We evaluate the diagnostic performance of CAD-DL compared to visual and quantitative perfusion assessments in the largest population to date with invasive coronary angiography results who underwent MPI with either solid-state or conventional system and in additional populations with a low prevalence of CAD. We also demonstrate the implementation of a clinical prototype, which integrates these novel methods within standard clinical interpretation software.

MATERIALS AND METHODS

Study Population, Imaging and Stress Protocols

The study included a diverse, multicenter population with suspected but not known CAD before MPI and correlating angiography results within 6 months of MPI. To maximize generalizability, we considered only gated and ungated stress MPI images, which are routinely acquired in most nuclear cardiology laboratories, including stress-only protocols.

The study included 99mTc-sestamibi/tetrofosmin solid-state MPI data (from 2,059 patients collected in the context of the NIH-sponsored REgistry of Fast Myocardial Perfusion Imaging with NExt generation SPECT (REFINE SPECT) (6). Additionally, the study included 1,519 patients scanned with a conventional dual detector camera system between 2001 and 2015. For each patient, a standard 99mTc-sestamibi single-isotope or rest Tl-201/stress-99mTc-sestamibi dual-isotope SPECT MPI protocol was used as previously described (7).

The detailed description of systems and protocols by the sites is shown in Supplemental Tables 1 and 2. Patients underwent either symptom-limited, Bruce protocol exercise stress or pharmacologic stress, with radiotracer injection at peak exercise or during maximal hyperemia, respectively.

The study protocol complied with the Declaration of Helsinki and was approved by the institutional review boards at each participating institution. The overall study was approved by the institutional review board at Cedars-Sinai Medical Center.

Invasive Coronary Angiography

All coronary angiograms were visually interpreted by an on-site cardiologist. Stenosis ≥ 50% in the left main artery, or ≥70% in the left anterior descending artery (LAD), left circumflex artery (LCx), or right coronary artery (RCA), was considered significant and used as the gold standard for obstructive CAD. For per-vessel analyses, left main stenosis was attributed to both LAD and LCx vessels.

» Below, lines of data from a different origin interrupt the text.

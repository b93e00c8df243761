//! Audio decoding, playback and analysis.
//!
//! This module provides:
//! - Track decoding via Symphonia (WAV, MP3, FLAC, AAC)
//! - Playback on the default output device via cpal
//! - A byte spectrum analyser via RustFFT
//! - Reduction of analyser output to per-frame shader features

pub mod analyser;
mod error;
pub mod features;
pub mod loader;
pub mod player;

pub use analyser::{
    AudioAnalyser, ByteAnalyser, SampleSource, WindowAnalyser, DEFAULT_FFT_SIZE,
};
pub use error::AudioError;
pub use features::{AudioFeatureExtractor, AudioFeatures};
pub use loader::{load_audio, AudioData};
pub use player::{Track, TrackPlayer};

Visual Perfusion Assessment

MPI was visually assessed during clinical reporting by experienced board-certified nuclear cardiologists at each site, with knowledge of all available data, including stress and rest perfusion imaging, gated functional data, and clinical information. All quantitative perfusion and functional results during stress and rest obtained with site-specific quantification software were utilized for the clinical report and final reader diagnosis. In most patients, the visual assessment was also performed by summed stress scores (SSS) and summed rest scores (SRS), using the 17-segment American Heart Association model (9). In patients in whom segmental scores were not performed during clinical reporting, reader diagnosis in the four categories was used.

Automated Image Quantification

Quality control for the image datasets was performed by experienced core laboratory technologists without knowledge of the clinical data. Automatically generated myocardial contours by Quantitative Perfusion SPECT (QPS) software (Cedars-Sinai Medical Center, Los Angeles, CA) were evaluated. When necessary, contours were adjusted to correspond to the myocardium. Myocardial contour correction was performed in 12% of the stress static data and 8% of the stress gated data. Stress and rest images in the supine positions were analyzed as previously described (10) using total perfusion deficit (TPD)(11). Global TPD was used for per-patient analysis, and per-vessel TPD was used for the per-vessel analysis.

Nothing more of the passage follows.